### Your assignment
Repeat, please, only the lines from the top of the data down to the line with "the BAN identifier."; include both of those lines.
.....
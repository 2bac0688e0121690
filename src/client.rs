//! Blocking HTTP client for the three open-data APIs the pipeline reads.
//!
//! - Blocking client using `ureq` (no async); one agent shared by all worker threads.
//! - Every call carries an explicit global timeout so a hung endpoint cannot
//!   block a worker forever.
//! - Unauthenticated: all three datasets are public.

use crate::models::opendata::{GeocodeResponse, RecordsPage};
use serde::de::DeserializeOwned;
use serde_json::{Map, Value};
use std::time::Duration;

pub const DEFAULT_ENEDIS_API_URL: &str =
    "https://data.enedis.fr/api/explore/v2.1/catalog/datasets/consommation-annuelle-residentielle-par-adresse/records";
pub const DEFAULT_BAN_API_URL: &str = "https://api-adresse.data.gouv.fr/search/";
pub const DEFAULT_ADEME_API_URL: &str = "https://data.ademe.fr/data-fair/api/v1/datasets/dpe-v2-logements-existants/lines";

/// Field of the ADEME dataset holding the BAN identifier.
pub const ADEME_BAN_FIELD: &str = "Identifiant__BAN";

#[derive(Debug)]
pub enum ApiError {
    Transport(String),
    Http { status: u16, message: String },
    Json(String),
}

impl core::fmt::Display for ApiError {
    fn fmt(&self, f: &mut core::fmt::Formatter<'_>) -> core::fmt::Result {
        match self {
            ApiError::Transport(s) => write!(f, "transport error: {}", s),
            ApiError::Http { status, message } => write!(f, "http {}: {}", status, message),
            ApiError::Json(e) => write!(f, "json error: {}", e),
        }
    }
}

impl std::error::Error for ApiError {}

#[derive(Debug, Clone)]
pub struct Endpoints {
    pub enedis: String,
    pub ban: String,
    pub ademe: String,
}

impl Default for Endpoints {
    fn default() -> Self {
        Endpoints {
            enedis: DEFAULT_ENEDIS_API_URL.to_string(),
            ban: DEFAULT_BAN_API_URL.to_string(),
            ademe: DEFAULT_ADEME_API_URL.to_string(),
        }
    }
}

/// Catalog query for one year, capped at `rows`, optionally restricted to a department.
///
/// The catalog caps a single page; callers needing more rows must chunk.
pub fn consumption_url(base: &str, annee: i32, rows: usize, code_departement: Option<u32>) -> String {
    let mut url = format!("{base}?where=annee%20%3D%20date'{annee}'&limit={rows}");
    if let Some(dep) = code_departement {
        url.push_str(&format!("&where=code_departement%20%3D%20{dep}"));
    }
    url
}

pub struct OpenDataClient {
    agent: ureq::Agent,
    endpoints: Endpoints,
    ademe_page_size: usize,
}

impl OpenDataClient {
    pub fn new(endpoints: Endpoints, timeout: Duration, ademe_page_size: usize) -> Self {
        let config = ureq::Agent::config_builder()
            .timeout_global(Some(timeout))
            .http_status_as_error(false)
            .build();
        OpenDataClient {
            agent: ureq::Agent::new_with_config(config),
            endpoints,
            ademe_page_size,
        }
    }

    fn get_json<T: DeserializeOwned>(&self, url: &str, query: &[(&str, String)]) -> Result<T, ApiError> {
        let mut req = self.agent.get(url).header("Accept", "application/json");
        for (k, v) in query {
            req = req.query(*k, v);
        }
        let res = req.call().map_err(|e| ApiError::Transport(e.to_string()))?;
        read_json(res)
    }

    /// Consumption-by-address rows for `annee`.
    pub fn get_consumption_records(
        &self,
        annee: i32,
        code_departement: Option<u32>,
        rows: usize,
    ) -> Result<Vec<Map<String, Value>>, ApiError> {
        let url = consumption_url(&self.endpoints.enedis, annee, rows, code_departement);
        log::info!("Fetching consumption records from: {}", url);
        let page: RecordsPage = self.get_json(&url, &[])?;
        Ok(page.results.unwrap_or_default())
    }

    /// Free-text address search, best candidate only.
    pub fn search_address(&self, address: &str) -> Result<GeocodeResponse, ApiError> {
        self.get_json(
            &self.endpoints.ban,
            &[("q", address.to_string()), ("limit", "1".to_string())],
        )
    }

    /// Raw body of a remotely hosted file (batch input published over HTTP).
    pub fn fetch_text(&self, url: &str) -> Result<String, ApiError> {
        let mut res = self
            .agent
            .get(url)
            .call()
            .map_err(|e| ApiError::Transport(e.to_string()))?;
        if !res.status().is_success() {
            return Err(ApiError::Http {
                status: res.status().as_u16(),
                message: format!("GET {}", url),
            });
        }
        res.body_mut()
            .with_config()
            .limit(u64::MAX)
            .read_to_string()
            .map_err(|e| ApiError::Transport(e.to_string()))
    }

    /// Every energy-performance line attached to one BAN identifier.
    pub fn get_dpe_lines(&self, id_ban: &str) -> Result<Vec<Map<String, Value>>, ApiError> {
        let page: RecordsPage = self.get_json(
            &self.endpoints.ademe,
            &[
                ("size", self.ademe_page_size.to_string()),
                ("format", "json".to_string()),
                ("qs", format!("{}:{}", ADEME_BAN_FIELD, id_ban)),
            ],
        )?;
        Ok(page.results.unwrap_or_default())
    }
}

fn read_json<T: DeserializeOwned>(mut res: http::Response<ureq::Body>) -> Result<T, ApiError> {
    let status = res.status();
    if !status.is_success() {
        let body = res
            .body_mut()
            .read_to_string()
            .unwrap_or_else(|_| String::from("<no body>"));
        return Err(ApiError::Http {
            status: status.as_u16(),
            message: body,
        });
    }
    res.body_mut()
        .read_json::<T>()
        .map_err(|e| ApiError::Json(e.to_string()))
}
//! Command implementations for ruthscore

pub mod score;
.....
### Problem solution
repository 2bac0688e0121690
filename src/client.rs
//! Blocking HTTP client for the three open-data APIs the pipeline reads.
//!
//! - Blocking client using `ureq` (no async); one agent shared by all worker threads.
//! - Every call carries an explicit global timeout so a hung endpoint cannot
//!   block a worker forever.
//! - Unauthenticated: all three datasets are public.

use crate::models::opendata::{GeocodeResponse, RecordsPage};
use serde::de::DeserializeOwned;
use serde_json::{Map, Value};
use std::time::Duration;

pub const DEFAULT_ENEDIS_API_URL: &str =
    "https://data.enedis.fr/api/explore/v2.1/catalog/datasets/consommation-annuelle-residentielle-par-adresse/records";
pub const DEFAULT_BAN_API_URL: &str = "https://api-adresse.data.gouv.fr/search/";
pub const DEFAULT_ADEME_API_URL: &str = "https://data.ademe.fr/data-fair/api/v1/datasets/dpe-v2-logements-existants/lines";

/// Field of the ADEME dataset holding the BAN identifier.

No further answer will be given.